Android: If you’re not a fan of using Google Play Music to manage and listen to podcasts – and we don’t blame you there – you can still get your podcasts in Android without having to install a third-party app. Just do a quick Google search for what you want to listen to, drop a shortcut to the show onto your home screen, and tap it whenever you feel like enriching your life with hours and hours of commentary.
This crude implementation makes you feel as though you have a podcast manager build directly into Android. And now, some of you might even be able to use these “homebases”, as Google calls them, to download episodes to listen to later. Here’s how:
Downloading podcasts from your Android ‘homebase’
In order to take advantage of Google’s new podcast tweaks, you have to be running version 8.1 of the Google app at minimum. If you don’t already have that on your device, you can download it from APKMirror and sideload it from your phone or tablet – just like any other third-party Android app you’d want to install manually. (Make sure you grab the right version of the app for your device.)
Even then, there’s no guarantee that you’ll automatically get any new features to play with. I’m using version 8.1.7 of the Google app and I haven’t seen any option to download podcasts, unfortunately. When 9to5Google recently reported about this feature going live, they said it was available for “most users”, so its possible that Google is either testing or rolling out the feature (and I’m just unlucky).

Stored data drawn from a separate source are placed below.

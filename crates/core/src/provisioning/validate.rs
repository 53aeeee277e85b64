//! Structural self-check of a generated payload.
//!
//! This only checks that the payload has the minimum a provisioner needs.
//! The full onboarding rules run earlier, before submission.

use serde::Serialize;

use super::payload::ProvisioningPayload;

pub const LOCATION_NAME_REQUIRED: &str = "Location name is required";
pub const PRIMARY_EMAIL_REQUIRED: &str = "Primary contact email is required";
pub const DEVICE_REQUIRED: &str = "At least one device is required";
pub const PHONE_SYSTEM_TYPE_REQUIRED: &str = "Phone system type is required";
pub const IVR_BLOCK_REQUIRED: &str = "IVR configuration is required when IVR is enabled";

#[derive(Debug, Clone, PartialEq, Eq, Serialize)]
pub struct PayloadValidation {
    pub valid: bool,
    pub errors: Vec<String>,
}

pub fn validate_payload(payload: &ProvisioningPayload) -> PayloadValidation {
    let mut errors = Vec::new();

    if payload.location_name.trim().is_empty() {
        errors.push(LOCATION_NAME_REQUIRED.to_string());
    }
    if payload.contacts.primary.email.trim().is_empty() {
        errors.push(PRIMARY_EMAIL_REQUIRED.to_string());
    }
    if payload.devices.is_empty() {
        errors.push(DEVICE_REQUIRED.to_string());
    }
    if payload.phone_system.system_type.is_none() {
        errors.push(PHONE_SYSTEM_TYPE_REQUIRED.to_string());
    }
    if payload.call_flow.has_ivr && payload.call_flow.ivr.is_none() {
        errors.push(IVR_BLOCK_REQUIRED.to_string());
    }

    PayloadValidation {
        valid: errors.is_empty(),
        errors,
    }
}

#[cfg(test)]
mod tests {
    use super::*;
    use crate::provisioning::payload::*;
    use crate::types::Timestamp;

    fn payload() -> ProvisioningPayload {
        ProvisioningPayload {
            location_id: "L1".into(),
            location_name: "Downtown".into(),
            account_id: "A1".into(),
            account_name: "Acme".into(),
            timestamp: Timestamp::default(),
            version: PAYLOAD_VERSION.into(),
            location: PayloadLocation {
                id: "L1".into(),
                name: "Downtown".into(),
                address: PayloadAddress {
                    line1: "1 Main St".into(),
                    line2: None,
                    city: "Austin".into(),
                    state: "TX".into(),
                    zipcode: "78701".into(),
                },
            },
            contacts: PayloadContacts {
                primary: PrimaryContact {
                    name: "Dana".into(),
                    email: "dana@example.com".into(),
                    phone: "555-0100".into(),
                    preferred_contact_medium: None,
                },
            },
            phone_system: PayloadPhoneSystem {
                system_type: Some(crate::onboarding::PhoneSystemType::Pbx),
                provider: None,
                call_forwarding_supported: None,
                fax: PayloadFax {
                    uses_fax: false,
                    fax_number: None,
                    wants_fax_in_voice_stack: Some(false),
                },
            },
            devices: vec![PayloadDevice {
                id: "phone-1".into(),
                brand: "YEALINK".into(),
                model: "T46S".into(),
                ownership: Default::default(),
                assignment_type: Default::default(),
                assigned_user_id: None,
                mac_address: None,
                serial_number: None,
                extension: None,
                device_types: vec![],
            }],
            users: vec![],
            extensions: vec![],
            working_hours: PayloadWorkingHours {
                timezone: None,
                days: vec![],
            },
            call_flow: PayloadCallFlow {
                has_ivr: false,
                greeting_message: None,
                ivr: None,
                direct_routing: None,
                voicemail: PayloadVoicemail::default(),
            },
            metadata: PayloadMetadata {
                onboarding_id: "onboarding-L1".into(),
                status: Default::default(),
                submitted_at: None,
                generated_at: Timestamp::default(),
                copied_from_location_id: None,
            },
        }
    }

    #[test]
    fn test_minimal_payload_is_valid() {
        let result = validate_payload(&payload());
        assert!(result.valid, "{:?}", result.errors);
    }

    #[test]
    fn test_every_structural_gap_is_reported() {
        let mut p = payload();
        p.location_name = " ".into();
        p.contacts.primary.email.clear();
        p.devices.clear();
        p.phone_system.system_type = None;
        let result = validate_payload(&p);
        assert!(!result.valid);
        assert_eq!(
            result.errors,
            vec![
                LOCATION_NAME_REQUIRED,
                PRIMARY_EMAIL_REQUIRED,
                DEVICE_REQUIRED,
                PHONE_SYSTEM_TYPE_REQUIRED
            ]
        );
    }

    #[test]
    fn test_ivr_flag_requires_ivr_block() {
        let mut p = payload();
        p.call_flow.has_ivr = true;
        assert_eq!(validate_payload(&p).errors, vec![IVR_BLOCK_REQUIRED]);
        p.call_flow.ivr = Some(PayloadIvr {
            script: Some("Welcome".into()),
            retry_attempts: None,
            wait_time: None,
            invalid_selection_script: None,
            after_retries_target: None,
            options: vec![],
        });
        assert!(validate_payload(&p).valid);
    }
}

Nevertheless, once you have the right version of the app on your device, make sure you’ve installed the Podcasts shortcut to your home page by Googling any available podcast, clicking on More Episodes, and either following Google’s prompts or tapping the podcast icon in the upper-left corner, tapping the three-dot overflow menu, and selecting “Add to home screen”.
There it is, in all its not-really-a-standalone-app glory. Screenshot: David Murphy
If you’re lucky enough to have the new features, tapping on any podcast episode to pull up its description will also provide a “Download episode” link at the bottom. You’ll have to do this manually for any podcast you want to listen to at a later point, but Android is at least smart enough to automatically delete old podcasts on your behalf.
To adjust this setting, head back to the primary Podcasts screen, tap on the three-dot overflow menu, and tap on the new Settings option. In here, you’ll be able to tweak when Google should remove downloads of unfinished episodes (after 30 days, after 90 days or never) and finished episodes (after 24 hours, after seven days or never).
Slowly but surely, Google’s curious implementation of a standalone Podcasts “app” is gaining the features that other podcasts apps have had since, well, the dawn of podcasts. Hopefully, with the next major iteration of the app, Google will add in an “auto-download” feature to make the process even easier.